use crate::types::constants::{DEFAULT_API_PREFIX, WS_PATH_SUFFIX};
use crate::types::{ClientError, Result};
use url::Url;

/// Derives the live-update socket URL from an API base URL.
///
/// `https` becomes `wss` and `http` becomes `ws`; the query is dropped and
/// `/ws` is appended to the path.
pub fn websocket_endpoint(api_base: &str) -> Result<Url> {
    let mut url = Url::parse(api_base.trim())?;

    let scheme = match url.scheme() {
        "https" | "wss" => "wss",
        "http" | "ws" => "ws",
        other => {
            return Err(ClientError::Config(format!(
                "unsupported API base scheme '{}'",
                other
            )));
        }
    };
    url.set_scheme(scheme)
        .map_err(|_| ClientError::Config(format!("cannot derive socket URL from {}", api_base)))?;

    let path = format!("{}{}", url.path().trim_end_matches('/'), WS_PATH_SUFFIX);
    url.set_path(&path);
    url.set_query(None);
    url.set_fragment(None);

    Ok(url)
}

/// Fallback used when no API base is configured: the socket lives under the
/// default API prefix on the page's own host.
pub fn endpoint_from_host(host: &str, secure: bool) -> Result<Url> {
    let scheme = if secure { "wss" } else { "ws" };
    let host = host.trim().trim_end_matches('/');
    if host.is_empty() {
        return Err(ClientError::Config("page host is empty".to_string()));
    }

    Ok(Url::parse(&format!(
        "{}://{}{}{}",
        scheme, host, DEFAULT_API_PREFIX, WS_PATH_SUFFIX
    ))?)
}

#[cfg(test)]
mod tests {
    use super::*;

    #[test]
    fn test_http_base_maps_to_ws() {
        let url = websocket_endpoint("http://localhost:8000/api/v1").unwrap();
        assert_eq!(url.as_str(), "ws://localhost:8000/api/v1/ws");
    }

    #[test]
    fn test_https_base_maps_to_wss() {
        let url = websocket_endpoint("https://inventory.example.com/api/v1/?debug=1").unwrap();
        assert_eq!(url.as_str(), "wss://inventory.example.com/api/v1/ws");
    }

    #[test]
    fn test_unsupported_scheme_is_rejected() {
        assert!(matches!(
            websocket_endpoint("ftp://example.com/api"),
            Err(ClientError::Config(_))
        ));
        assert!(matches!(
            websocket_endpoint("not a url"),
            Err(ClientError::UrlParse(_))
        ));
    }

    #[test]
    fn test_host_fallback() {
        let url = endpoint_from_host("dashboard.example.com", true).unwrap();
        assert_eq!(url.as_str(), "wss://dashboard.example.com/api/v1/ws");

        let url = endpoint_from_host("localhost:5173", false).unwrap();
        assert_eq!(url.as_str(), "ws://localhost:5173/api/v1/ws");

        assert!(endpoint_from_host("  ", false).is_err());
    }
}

==============================

ASSIGNED TASK =
Go through the records above and copy each one exactly.

YOUR SOLUTION =
use crate::types::constants::{DEFAULT_API_PREFIX, WS_PATH_SUFFIX};
use crate::types::{ClientError, Result};
use url::Url;

/// Derives the live-update socket URL from an API base URL.
///
/// `https` becomes `wss` and `http` becomes `ws`; the query is dropped and
/// `/ws` is appended to the path.
pub fn websocket_endpoint(api_base: &str) -> Result<Url> {
    let mut url = Url::parse(api_base.trim())?;

    let scheme = match url.scheme() {
        "https" | "wss" => "wss",
        "http" | "ws" => "ws",
        other => {
            return Err(ClientError::Config(format!(
                "unsupported API base scheme '{}'",
                other
            )));
        }
    };
    url.set_scheme(scheme)
        .map_err(|_| ClientError::Config(format!("cannot derive socket URL from {}", api_base)))?;

    let path = format!("{}{}", url.path().trim_end_matches('/'), WS_PATH_SUFFIX);
    url.set_path(&path);
    url.set_query(None);
    url.set_fragment(None);

    Ok(url)
}

/// Fallback used when no API base is configured: the socket lives under the
/// default API prefix on the page's own host.
pub fn endpoint_from_host(host: &str, secure: bool) -> Result<Url> {
    let scheme = if secure { "wss" } else { "ws" };
    let host = host.trim().trim_end_matches('/');
    if host.is_empty() {
        return Err(ClientError::Config("page host is empty".to_string()));
    }

    Ok(Url::parse(&format!(
        "{}://{}{}{}",
        scheme, host, DEFAULT_API_PREFIX, WS_PATH_SUFFIX
    ))?)
}

#[cfg(test)]
mod tests {
    use super::*;

    #[test]
    fn test_http_base_maps_to_ws() {
        let url = websocket_endpoint("http://localhost:8000/api/v1").unwrap();
        assert_eq!(url.as_str(), "ws://localhost:8000/api/v1/ws");
    }

    #[test]
    fn test_https_base_maps_to_wss() {
        let url = websocket_endpoint("https://inventory.example.com/api/v1/?debug=1").unwrap();
        assert_eq!(url.as_str(), "wss://inventory.example.com/api/v1/ws");
    }

    #[test]
    fn test_unsupported_scheme_is_rejected() {
        assert!(matches!(
            websocket_endpoint("ftp://example.com/api"),
            Err(ClientError::Config(_))
        ));
        assert!(matches!(
            websocket_endpoint("not a url"),
            Err(ClientError::UrlParse(_))
        ));
    }

    #[test]
    fn test_host_fallback() {
        let url = endpoint_from_host("dashboard.example.com", true).unwrap();
        assert_eq!(url.as_str(), "wss://dashboard.example.com/api/v1/ws");

        let url = endpoint_from_host("localhost:5173", false).unwrap();
        assert_eq!(url.as_str(), "ws://localhost:5173/api/v1/ws");

        assert!(endpoint_from_host("  ", false).is_err());
    }
}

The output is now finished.